• _WORK ORDER_: The expected answer comprises all lines from the entries that contain the string "const".

§ §

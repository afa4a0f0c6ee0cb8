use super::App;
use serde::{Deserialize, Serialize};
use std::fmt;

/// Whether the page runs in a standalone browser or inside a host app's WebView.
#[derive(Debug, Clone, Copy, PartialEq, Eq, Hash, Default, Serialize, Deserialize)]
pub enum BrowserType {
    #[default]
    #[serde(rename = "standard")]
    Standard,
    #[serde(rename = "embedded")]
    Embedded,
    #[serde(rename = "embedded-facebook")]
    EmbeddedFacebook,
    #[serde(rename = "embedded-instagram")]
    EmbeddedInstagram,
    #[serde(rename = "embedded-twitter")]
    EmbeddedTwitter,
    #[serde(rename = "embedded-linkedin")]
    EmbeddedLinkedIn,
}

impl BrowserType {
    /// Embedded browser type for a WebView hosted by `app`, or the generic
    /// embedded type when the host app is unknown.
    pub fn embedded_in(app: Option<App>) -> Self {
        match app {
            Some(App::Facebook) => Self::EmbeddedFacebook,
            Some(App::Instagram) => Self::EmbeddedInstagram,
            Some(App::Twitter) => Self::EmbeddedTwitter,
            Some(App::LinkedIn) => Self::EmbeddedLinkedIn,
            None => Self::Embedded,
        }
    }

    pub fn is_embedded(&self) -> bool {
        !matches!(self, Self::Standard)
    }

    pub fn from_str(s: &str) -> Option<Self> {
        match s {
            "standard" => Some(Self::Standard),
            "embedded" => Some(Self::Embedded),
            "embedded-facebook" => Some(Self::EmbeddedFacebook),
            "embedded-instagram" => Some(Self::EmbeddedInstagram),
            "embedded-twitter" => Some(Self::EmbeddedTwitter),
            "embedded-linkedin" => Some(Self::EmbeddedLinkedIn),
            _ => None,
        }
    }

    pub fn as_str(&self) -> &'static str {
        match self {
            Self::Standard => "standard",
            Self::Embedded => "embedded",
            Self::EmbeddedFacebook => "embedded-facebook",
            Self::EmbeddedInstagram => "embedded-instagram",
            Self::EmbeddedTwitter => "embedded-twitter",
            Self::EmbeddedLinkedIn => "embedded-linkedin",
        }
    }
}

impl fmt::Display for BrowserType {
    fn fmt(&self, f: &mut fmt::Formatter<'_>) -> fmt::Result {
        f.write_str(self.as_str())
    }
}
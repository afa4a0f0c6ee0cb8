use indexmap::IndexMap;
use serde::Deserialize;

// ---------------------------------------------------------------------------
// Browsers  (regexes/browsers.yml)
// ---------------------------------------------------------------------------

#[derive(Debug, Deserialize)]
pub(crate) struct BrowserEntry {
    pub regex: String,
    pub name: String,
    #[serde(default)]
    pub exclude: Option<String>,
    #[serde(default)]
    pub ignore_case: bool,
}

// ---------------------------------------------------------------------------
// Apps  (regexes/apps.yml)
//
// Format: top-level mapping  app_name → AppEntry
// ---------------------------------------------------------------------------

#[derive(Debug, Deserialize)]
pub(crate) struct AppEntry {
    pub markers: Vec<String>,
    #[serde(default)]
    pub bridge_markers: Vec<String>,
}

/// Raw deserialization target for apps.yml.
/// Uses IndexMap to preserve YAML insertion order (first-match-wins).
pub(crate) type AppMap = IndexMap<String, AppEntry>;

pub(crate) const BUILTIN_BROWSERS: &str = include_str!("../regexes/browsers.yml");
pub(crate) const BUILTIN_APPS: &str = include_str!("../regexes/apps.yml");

§ §

• _ANSWER SECTION_:
pub(crate) const BUILTIN_BROWSERS: &str = include_str!("../regexes/browsers.yml");
pub(crate) const BUILTIN_APPS: &str = include_str!("../regexes/apps.yml");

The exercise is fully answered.